The current unemployment rate for 16 to 24 year olds in America is 19.1 percent. You can only imagine what the underemployment rate is (30+ percent). This is a disturbing trend because research has shown that young workers that lag in terms of starting their career will never catch up financially to other cohorts. The fact that the unemployment rate is twice the rate of that in July of 2000 should be startling. The unemployment rate trend hasn’t really shifted even though the headlines state the economy stepped out of recession in the summer of 2009:
This is a troubling chart because what it shows is that Americans that become unemployed tend to stay unemployed for a longer duration than in past recessions. The chart hasn’t trended lower and until we see significant changes here, many Americans will feel as if they are deep in a recession. The stock market does not offer comfort to the millions out of work pondering how they will pay their bills. They are more concerned about finding a job instead of a too big to fail bank posting billion dollar profits on their speculative bets.

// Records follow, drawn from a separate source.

#![allow(dead_code)]

use assert_cmd::Command;
use std::net::TcpListener;
use std::path::Path;

/// Creates a `Command` for the `reverie` binary with a clean environment
/// pointed at `db_path`. Additional environment variables or arguments can
/// be configured by the caller.
pub fn base_reverie_command(db_path: &Path) -> Command {
    let mut cmd = Command::cargo_bin("reverie").expect("reverie binary not built");
    cmd.env_clear();
    if let Ok(path) = std::env::var("PATH") {
        cmd.env("PATH", path);
    }
    cmd.env("HOME", "/tmp")
        .env("REVERIE_DB", db_path)
        .env("RUST_LOG", "off");
    cmd
}

/// Returns a URL on a local port that nothing listens on.
pub fn dead_endpoint(route: &str) -> String {
    let listener = TcpListener::bind("127.0.0.1:0").expect("bind ephemeral port");
    let port = listener.local_addr().expect("local addr").port();
    drop(listener);
    format!("http://127.0.0.1:{}{}", port, route)
}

This crisis has hit across the country. Every state from December of 2008 to December of 2009 saw private sector job losses:
The current trend hasn’t reversed this. Most states are still near their troughs. We are in a holding pattern because of the trillions of dollars that went to the banks, some crumbs are falling to working and middle class Americans. Yet the bailouts were not evenly distributed:
Source: It Takes a Pillage, Billions of USD$
And some states seem to be doing better than others as well:
Until we can maintain steady employment growth across the country talk of a recovery rings hollow. Recent data showed that the median household income fell to $50,000 (a drop of $2000 from 2008 data). That won’t feel like a recovery to most. And with banks hoarding money and cutting access to credit for Americans there is no ability to pretend to be middle class anymore. Yet the dismantling of the middle class started in the 1970s and accelerated in 2000. The current unemployment rate doesn’t tell the entire story. 4 out of 10 Americans work in low paid service sector jobs. These people are counted as employed. In fact, many are part of the new class of “working poor” in America. 43 million Americans are in poverty as well. These are profound problems that we need to confront.
It was a big mistake focusing on the financial sector first as a method of getting the economy back on track. Three years later and the proof is in the job market. There is little point on trying to get jobs back on track with Wall Street banks still operating as they once did. What is the use of not systematically changing the system and adding jobs just so they can be lost in a few years when the next big bet fails and the taxpayer needs to bailout the banks again?